- **WHAT THE EXERCISE ASKS**:
Give as output the line that contains "inner.locations.keys().cloned().collect()", followed by every remaining line of the entries, unchanged and with nothing added.

- **EXERCISE MATERIAL**:
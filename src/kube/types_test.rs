use super::*;

#[test]
fn ordinal_reads_numeric_suffix() {
    assert_eq!(LocationId::from("kube1").ordinal(), Some(1));
    assert_eq!(LocationId::from("kube40").ordinal(), Some(40));
}

#[test]
fn ordinal_rejects_non_numeric_or_zero() {
    assert_eq!(LocationId::from("kubeA").ordinal(), None);
    assert_eq!(LocationId::from("kube").ordinal(), None);
    assert_eq!(LocationId::from("kube0").ordinal(), None);
    assert_eq!(LocationId::from("kube-3").ordinal(), None);
    assert_eq!(LocationId::from("Kube3").ordinal(), None);
}

#[test]
fn ids_sort_numerically_not_lexicographically() {
    let mut ids: Vec<LocationId> = ["kube10", "kube2", "kube1"].into_iter().map(LocationId::from).collect();
    ids.sort();
    assert_eq!(ids, vec![LocationId::from("kube1"), LocationId::from("kube2"), LocationId::from("kube10")]);
}

#[test]
fn non_numeric_ids_sort_last() {
    let mut ids: Vec<LocationId> = ["kubeZ", "kube3", "kubeA"].into_iter().map(LocationId::from).collect();
    ids.sort();
    assert_eq!(ids, vec![LocationId::from("kube3"), LocationId::from("kubeA"), LocationId::from("kubeZ")]);
}

#[test]
fn leading_zero_ids_stay_distinct() {
    let a = LocationId::from("kube01");
    let b = LocationId::from("kube1");
    assert_ne!(a, b);
    assert_ne!(a.cmp(&b), Ordering::Equal);
}

#[test]
fn location_id_serializes_as_plain_string() {
    let json = serde_json::to_string(&LocationId::from("kube7")).unwrap();
    assert_eq!(json, "\"kube7\"");
}

#[test]
fn cache_state_defaults_to_unknown() {
    assert_eq!(CacheState::default(), CacheState::Unknown);
    assert!(!CacheState::Unknown.is_resolved());
    assert!(CacheState::Valid.is_resolved());
    assert!(CacheState::InvalidEmpty.is_resolved());
    assert!(CacheState::InvalidNotFound.is_resolved());
}

#[test]
fn cache_state_tags_match_wire_names() {
    assert_eq!(CacheState::InvalidNotFound.to_string(), "invalidNotFound");
    assert_eq!(serde_json::to_string(&CacheState::InvalidEmpty).unwrap(), "\"invalidEmpty\"");
}

#[test]
fn fetch_error_codes_and_retry() {
    assert_eq!(FetchError::NotFound.error_code(), "E_NOT_FOUND");
    assert!(!FetchError::NotFound.retryable());
    assert!(FetchError::Transport("boom".into()).retryable());
}

#[test]
fn malformed_is_not_retryable() {
    let err = LocationError::Malformed("bad".into());
    assert_eq!(err.error_code(), "E_MALFORMED");
    assert!(!err.retryable());
    assert!(LocationError::Transport("x".into()).retryable());
}
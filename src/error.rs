//! Shared error-code contract.
//!
//! Every error enum in the crate implements [`ErrorCode`] so callers (the CLI,
//! or a UI layer embedding the library) can branch on a grepable code and a
//! retry hint without matching on concrete variants.

/// Grepable error code and retryable flag for structured error reporting.
pub trait ErrorCode: std::fmt::Display {
    fn error_code(&self) -> &'static str;

    fn retryable(&self) -> bool {
        false
    }
}
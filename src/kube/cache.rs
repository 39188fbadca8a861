//! Location cache: the session-wide view of the current floor plan.
//!
//! DESIGN
//! ======
//! One `LocationCache` is built by the composition root and shared (via `Arc`)
//! with everything that needs location data. It owns the parsed map plus a
//! [`CacheState`] tag that alone decides whether a load may skip the network.
//!
//! State is behind a `std::sync::RwLock` so the sync accessors (`get_sync`,
//! `list_ids`, ...) never suspend. Network loads go through `fetch_gate`, an
//! async mutex held across the fetch: concurrent loads queue behind the one in
//! flight, and a waiter whose request predates a completed fetch reuses that
//! result instead of fetching again.
//!
//! INVALIDATION
//! ============
//! `force_reload` and `mark_as_deleted` bump `generation`. A fetch that was
//! already in flight when the generation changed drops its result on the
//! floor, so a plan uploaded mid-fetch is never shadowed by the older body.
//! If that leaves the state `Unknown` (a forced reload is queued), the loader
//! goes back to the gate and takes the reload's answer instead.

use std::sync::atomic::{AtomicBool, Ordering};
use std::sync::{Arc, PoisonError, RwLock, RwLockReadGuard, RwLockWriteGuard};

use super::geometry;
use super::source::{LocationSource, choose_write_verb};
use super::types::{CacheState, FetchError, LocationError, LocationGeometry, LocationId, LocationMap, ParseError};

/// `None` means "no data": the plan is absent or empty.
pub type LoadResult = Result<Option<Arc<LocationMap>>, LocationError>;

#[derive(Default)]
struct CacheInner {
    state: CacheState,
    locations: Arc<LocationMap>,
    /// Bumped by every invalidation.
    generation: u64,
    /// Bumped every time a fetch result is stored.
    epoch: u64,
    /// Whether any load (or deletion) has ever resolved the state.
    resolved_once: bool,
}

impl CacheInner {
    /// Answer for a non-forced load, or `None` when a fetch is required.
    fn resolved_answer(&self) -> Option<Option<Arc<LocationMap>>> {
        match self.state {
            CacheState::Unknown => None,
            CacheState::Valid => Some(Some(Arc::clone(&self.locations))),
            CacheState::InvalidEmpty | CacheState::InvalidNotFound => Some(None),
        }
    }

    fn resolve(&mut self, state: CacheState, locations: Arc<LocationMap>) {
        self.state = state;
        self.locations = locations;
        self.epoch += 1;
        self.resolved_once = true;
    }

    fn invalidate(&mut self, state: CacheState) {
        self.state = state;
        self.locations = Arc::default();
        self.generation += 1;
    }
}

/// Fetch outcome that resolves the cache into a state.
enum Resolution {
    Valid(Arc<LocationMap>),
    Empty,
    NotFound,
}

/// What a single fetch did to the cache.
enum Fetched {
    Stored(Option<Arc<LocationMap>>),
    /// An invalidation landed while the fetch was in flight.
    Superseded,
}

pub struct LocationCache {
    source: Arc<dyn LocationSource>,
    inner: RwLock<CacheInner>,
    fetch_gate: tokio::sync::Mutex<()>,
    /// Set once the read-before-load warning has been logged.
    warned_unloaded: AtomicBool,
}

impl LocationCache {
    #[must_use]
    pub fn new(source: Arc<dyn LocationSource>) -> Self {
        Self {
            source,
            inner: RwLock::new(CacheInner::default()),
            fetch_gate: tokio::sync::Mutex::new(()),
            warned_unloaded: AtomicBool::new(false),
        }
    }

    fn read(&self) -> RwLockReadGuard<'_, CacheInner> {
        self.inner.read().unwrap_or_else(PoisonError::into_inner)
    }

    fn write(&self) -> RwLockWriteGuard<'_, CacheInner> {
        self.inner.write().unwrap_or_else(PoisonError::into_inner)
    }

    #[must_use]
    pub fn state(&self) -> CacheState {
        self.read().state
    }

    // =========================================================================
    // LOADING
    // =========================================================================

    /// Load the floor plan, fetching only when needed (or when `force` is set).
    ///
    /// Returns `Ok(None)` when the plan is absent or describes no locations.
    ///
    /// # Errors
    ///
    /// - [`LocationError::Transport`] when the fetch fails; the state is left
    ///   unchanged so a later load retries.
    /// - [`LocationError::Malformed`] when the body is not valid markup; also
    ///   leaves the state unchanged.
    pub async fn load(&self, force: bool) -> LoadResult {
        let mut seen_epoch = {
            let inner = self.read();
            if !force {
                if let Some(answer) = inner.resolved_answer() {
                    return Ok(answer);
                }
            }
            inner.epoch
        };

        loop {
            let _gate = self.fetch_gate.lock().await;
            {
                let inner = self.read();
                if inner.epoch != seen_epoch {
                    if let Some(answer) = inner.resolved_answer() {
                        tracing::debug!(state = %inner.state, "reusing result of concurrent fetch");
                        return Ok(answer);
                    }
                }
            }

            match self.fetch_and_store().await? {
                Fetched::Stored(answer) => return Ok(answer),
                Fetched::Superseded => {
                    let inner = self.read();
                    if let Some(answer) = inner.resolved_answer() {
                        return Ok(answer);
                    }
                    // Still unknown: a reload is queued behind us. Wait for it.
                    seen_epoch = inner.epoch;
                }
            }
        }
    }

    /// Clear the map, drop to `Unknown`, then fetch again.
    ///
    /// Until the fetch resolves, sync readers see no locations.
    ///
    /// # Errors
    ///
    /// Same as [`Self::load`]. On error the cache stays `Unknown`.
    pub async fn force_reload(&self) -> LoadResult {
        self.write().invalidate(CacheState::Unknown);
        tracing::debug!("location cache cleared for reload");
        self.load(true).await
    }

    /// Record that the plan was deleted on the backend, without refetching.
    pub fn mark_as_deleted(&self) {
        let mut inner = self.write();
        inner.invalidate(CacheState::InvalidNotFound);
        inner.resolved_once = true;
        tracing::info!("floor plan marked as deleted");
    }

    async fn fetch_and_store(&self) -> Result<Fetched, LocationError> {
        let generation = self.read().generation;

        let resolution = match self.source.fetch().await {
            Ok(text) => match geometry::parse(&text) {
                Ok(map) => Resolution::Valid(Arc::new(map)),
                Err(ParseError::Empty) => Resolution::Empty,
                Err(ParseError::Malformed(detail)) => {
                    tracing::error!(error = %detail, "floor plan is malformed");
                    return Err(LocationError::Malformed(detail));
                }
            },
            Err(FetchError::NotFound) => Resolution::NotFound,
            Err(FetchError::Transport(detail)) => {
                tracing::warn!(error = %detail, "floor plan fetch failed");
                return Err(LocationError::Transport(detail));
            }
        };

        let mut inner = self.write();
        if inner.generation != generation {
            tracing::debug!("location cache invalidated during fetch; discarding result");
            return Ok(Fetched::Superseded);
        }

        match resolution {
            Resolution::Valid(map) => {
                tracing::info!(count = map.len(), "floor plan loaded");
                inner.resolve(CacheState::Valid, Arc::clone(&map));
                Ok(Fetched::Stored(Some(map)))
            }
            Resolution::Empty => {
                tracing::info!("floor plan has no locations");
                inner.resolve(CacheState::InvalidEmpty, Arc::default());
                Ok(Fetched::Stored(None))
            }
            Resolution::NotFound => {
                tracing::info!("no floor plan uploaded");
                inner.resolve(CacheState::InvalidNotFound, Arc::default());
                Ok(Fetched::Stored(None))
            }
        }
    }

    // =========================================================================
    // WRITES
    // =========================================================================

    /// Upload a new floor plan and reload from the backend.
    ///
    /// The write verb follows the current state (`create` only when the plan
    /// is known to be absent).
    ///
    /// # Errors
    ///
    /// - [`LocationError::Malformed`] if `document` is not valid markup; no
    ///   request is made.
    /// - [`LocationError::Transport`] if the write or the reload fails.
    pub async fn upload(&self, document: &str) -> LoadResult {
        if let Err(ParseError::Malformed(detail)) = geometry::check_well_formed(document) {
            return Err(LocationError::Malformed(detail));
        }

        let verb = choose_write_verb(self.state());
        tracing::info!(verb = verb.as_str(), bytes = document.len(), "uploading floor plan");
        self.source.replace(document, verb).await.map_err(write_error)?;
        self.force_reload().await
    }

    /// Delete the floor plan on the backend and mark the cache accordingly.
    ///
    /// # Errors
    ///
    /// Returns [`LocationError::Transport`] if the delete request fails; the
    /// cache is left untouched in that case.
    pub async fn delete(&self) -> Result<(), LocationError> {
        self.source.remove().await.map_err(write_error)?;
        self.mark_as_deleted();
        Ok(())
    }

    // =========================================================================
    // SYNC ACCESSORS
    // =========================================================================

    /// Geometry for `id`, without fetching. `None` unless the cache is valid
    /// and holds the id.
    #[must_use]
    pub fn get_sync(&self, id: &LocationId) -> Option<LocationGeometry> {
        let inner = self.read();
        if !inner.resolved_once {
            if self.warned_unloaded.swap(true, Ordering::Relaxed) {
                tracing::debug!(location = %id, "location read before the floor plan was loaded");
            } else {
                tracing::warn!(location = %id, "location read before the floor plan was loaded");
            }
        }
        if inner.state != CacheState::Valid {
            return None;
        }
        inner.locations.get(id).cloned()
    }

    /// Current map when valid, without fetching.
    #[must_use]
    pub fn snapshot(&self) -> Option<Arc<LocationMap>> {
        let inner = self.read();
        (inner.state == CacheState::Valid).then(|| Arc::clone(&inner.locations))
    }

    /// All known ids in display order (ascending numeric suffix).
    #[must_use]
    pub fn list_ids(&self) -> Vec<LocationId> {
        let inner = self.read();
        if inner.state != CacheState::Valid {
            return Vec::new();
        }
        inner.locations.keys().cloned().collect()
    }

    #[must_use]
    pub fn count(&self) -> usize {
        let inner = self.read();
        if inner.state == CacheState::Valid { inner.locations.len() } else { 0 }
    }

    /// Valid with at least one location. Never fetches.
    #[must_use]
    pub fn is_available_sync(&self) -> bool {
        let inner = self.read();
        inner.state == CacheState::Valid && !inner.locations.is_empty()
    }

    /// True iff the cache can be reused as-is (state is exactly `valid`).
    #[must_use]
    pub fn is_already_loaded(&self) -> bool {
        self.read().state == CacheState::Valid
    }

    /// Like [`Self::is_available_sync`], loading first if the state is still
    /// `unknown`. A resolved state never triggers a fetch.
    ///
    /// # Errors
    ///
    /// Propagates transport and malformed errors from the implied load.
    pub async fn is_available(&self) -> Result<bool, LocationError> {
        if !self.state().is_resolved() {
            self.load(false).await?;
        }
        Ok(self.is_available_sync())
    }
}

fn write_error(err: FetchError) -> LocationError {
    match err {
        FetchError::NotFound => LocationError::Transport("floor plan endpoint not found".to_owned()),
        FetchError::Transport(detail) => LocationError::Transport(detail),
    }
}

#[cfg(test)]
#[path = "cache_test.rs"]
mod tests;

- **ANSWER SPACE**:
        inner.locations.keys().cloned().collect()
    }

    #[must_use]
    pub fn count(&self) -> usize {
        let inner = self.read();
        if inner.state == CacheState::Valid { inner.locations.len() } else { 0 }
    }

    /// Valid with at least one location. Never fetches.
    #[must_use]
    pub fn is_available_sync(&self) -> bool {
        let inner = self.read();
        inner.state == CacheState::Valid && !inner.locations.is_empty()
    }

    /// True iff the cache can be reused as-is (state is exactly `valid`).
    #[must_use]
    pub fn is_already_loaded(&self) -> bool {
        self.read().state == CacheState::Valid
    }

    /// Like [`Self::is_available_sync`], loading first if the state is still
    /// `unknown`. A resolved state never triggers a fetch.
    ///
    /// # Errors
    ///
    /// Propagates transport and malformed errors from the implied load.
    pub async fn is_available(&self) -> Result<bool, LocationError> {
        if !self.state().is_resolved() {
            self.load(false).await?;
        }
        Ok(self.is_available_sync())
    }
}

fn write_error(err: FetchError) -> LocationError {
    match err {
        FetchError::NotFound => LocationError::Transport("floor plan endpoint not found".to_owned()),
        FetchError::Transport(detail) => LocationError::Transport(detail),
    }
}

#[cfg(test)]
#[path = "cache_test.rs"]
mod tests;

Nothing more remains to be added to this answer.